As of 2022, there were 5,574 employer establishments with 68% in trade and transport, 13.2% in construction, 11.3% in public administration, 5.4% in industry, and 2.2% in agriculture. Amongst the eligible population, 52,631 people were employed, with 46.8% in commerce and transport, 37% in service or public sectors, and 16.2% in other sectors. Of the employed people, 83.7% were salaried employees. The median disposable income per household unit was €24,100, with a poverty rate of 14.2%. The average monthly wages were €2,413.6 with a gender pay gap of 11.9% overall.

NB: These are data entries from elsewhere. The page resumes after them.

use std::io;

use async_trait::async_trait;
use bytes::Bytes;
use tokio::{
    io::{AsyncRead, AsyncReadExt, AsyncWrite, AsyncWriteExt, ReadHalf, WriteHalf},
    net::TcpStream,
    select,
    sync::Mutex,
    time::timeout,
};

use super::{CLOSE_TIMEOUT, CloseSignal, Connection, ConnectionError, DEFAULT_READ_SIZE, Pending};

/// Raw byte-stream adapter.
pub struct StreamConnection<S> {
    reader: Mutex<StreamReader<S>>,
    writer: Mutex<WriteHalf<S>>,
    peer: String,
    read_size: usize,
    closed: CloseSignal,
}

struct StreamReader<S> {
    half: ReadHalf<S>,
    pending: Pending,
}

impl StreamConnection<TcpStream> {
    pub fn from_tcp(stream: TcpStream) -> io::Result<Self> {
        let peer = stream.peer_addr()?.to_string();
        Ok(Self::new(stream, peer))
    }
}

impl<S> StreamConnection<S>
where
    S: AsyncRead + AsyncWrite + Send + 'static,
{
    pub fn new(stream: S, peer: impl Into<String>) -> Self {
        Self::with_prefix(stream, peer, Bytes::new())
    }

    /// Wraps a stream whose first bytes were already consumed (for protocol
    /// detection); `prefix` is returned by the first `receive`.
    pub fn with_prefix(stream: S, peer: impl Into<String>, prefix: Bytes) -> Self {
        let (half, writer) = tokio::io::split(stream);
        Self {
            reader: Mutex::new(StreamReader {
                half,
                pending: Pending::new(prefix),
            }),
            writer: Mutex::new(writer),
            peer: peer.into(),
            read_size: DEFAULT_READ_SIZE,
            closed: CloseSignal::new(),
        }
    }

    pub fn with_read_size(mut self, read_size: usize) -> Self {
        self.read_size = read_size.max(1);
        self
    }

    async fn read_chunk(&self) -> Result<Option<Bytes>, ConnectionError> {
        let mut reader = self.reader.lock().await;
        if let Some(chunk) = reader.pending.take(self.read_size) {
            return Ok(Some(chunk));
        }

        let mut buf = vec![0u8; self.read_size];
        let n = reader.half.read(&mut buf).await?;
        if n == 0 {
            return Ok(None);
        }
        buf.truncate(n);
        Ok(Some(Bytes::from(buf)))
    }

    async fn write_frame(&self, frame: &[u8]) -> Result<(), ConnectionError> {
        let mut writer = self.writer.lock().await;
        writer.write_all(frame).await?;
        writer.flush().await?;
        Ok(())
    }
}

#[async_trait]
impl<S> Connection for StreamConnection<S>
where
    S: AsyncRead + AsyncWrite + Send + 'static,
{
    async fn receive(&self) -> Result<Option<Bytes>, ConnectionError> {
        if self.closed.is_closed() {
            return Ok(None);
        }

        select! {
            result = self.read_chunk() => result,
            _ = self.closed.wait() => Ok(None),
        }
    }

    async fn send(&self, frame: Bytes) -> Result<(), ConnectionError> {
        if self.closed.is_closed() {
            return Err(ConnectionError::Closed);
        }

        select! {
            result = self.write_frame(&frame) => result,
            _ = self.closed.wait() => Err(ConnectionError::Closed),
        }
    }

    async fn close(&self) {
        if !self.closed.trigger() {
            return;
        }
        // An in-flight send observes the latch and drops the lock shortly.
        if let Ok(mut writer) = timeout(CLOSE_TIMEOUT, self.writer.lock()).await {
            let _ = timeout(CLOSE_TIMEOUT, writer.shutdown()).await;
        }
    }

    fn peer_address(&self) -> &str {
        &self.peer
    }
}

#[cfg(test)]
mod tests {
    use std::{sync::Arc, time::Duration};

    use tokio::io::duplex;

    use super::*;

    #[tokio::test]
    async fn receive_returns_what_one_read_produced() -> anyhow::Result<()> {
        let (local, mut remote) = duplex(1024);
        let conn = StreamConnection::new(local, "test");

        remote.write_all(b"test message").await?;
        let frame = conn.receive().await?.expect("frame");
        assert_eq!(&frame[..], b"test message");
        Ok(())
    }

    #[tokio::test]
    async fn send_writes_the_frame() -> anyhow::Result<()> {
        let (local, mut remote) = duplex(1024);
        let conn = StreamConnection::new(local, "test");

        conn.send(Bytes::from_static(b"hello")).await?;
        let mut buf = [0u8; 5];
        remote.read_exact(&mut buf).await?;
        assert_eq!(&buf, b"hello");
        Ok(())
    }

    #[tokio::test]
    async fn prefix_is_replayed_before_reading() -> anyhow::Result<()> {
        let (local, mut remote) = duplex(1024);
        let conn = StreamConnection::with_prefix(local, "test", Bytes::from_static(b"\x00\x01"))
            .with_read_size(16);

        remote.write_all(b"rest").await?;
        assert_eq!(&conn.receive().await?.expect("prefix")[..], b"\x00\x01");
        assert_eq!(&conn.receive().await?.expect("rest")[..], b"rest");
        Ok(())
    }

    #[tokio::test]
    async fn peer_hangup_reads_as_closed() -> anyhow::Result<()> {
        let (local, remote) = duplex(64);
        let conn = StreamConnection::new(local, "test");
        drop(remote);
        assert!(conn.receive().await?.is_none());
        Ok(())
    }

    #[tokio::test]
    async fn close_wakes_a_blocked_receive() -> anyhow::Result<()> {
        let (local, _remote) = duplex(64);
        let conn = Arc::new(StreamConnection::new(local, "test"));

        let reader = {
            let conn = Arc::clone(&conn);
            tokio::spawn(async move { conn.receive().await })
        };
        tokio::time::sleep(Duration::from_millis(20)).await;

        conn.close().await;
        conn.close().await;

        let result = tokio::time::timeout(Duration::from_secs(1), reader).await??;
        assert!(result?.is_none());
        assert!(matches!(
            conn.send(Bytes::from_static(b"late")).await,
            Err(ConnectionError::Closed)
        ));
        Ok(())
    }

    #[tokio::test]
    async fn peer_address_is_reported() {
        let (local, _remote) = duplex(64);
        let conn = StreamConnection::new(local, "10.0.0.1:4000");
        assert_eq!(conn.peer_address(), "10.0.0.1:4000");
    }
}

The unemployment rate was 6.1%, compared to the national rate of approximately 7.5%.

== Transport ==
Ajaccio is served by an Ajaccio Napoleon Bonaparte Airport, the island's busiest airport. It serves as the headquarters of Air Corsica, and connects to various destinations in Europe. The region has a good network of roads and communal bus services. The port of Ajaccio is connected to the French mainland with regular ferry services.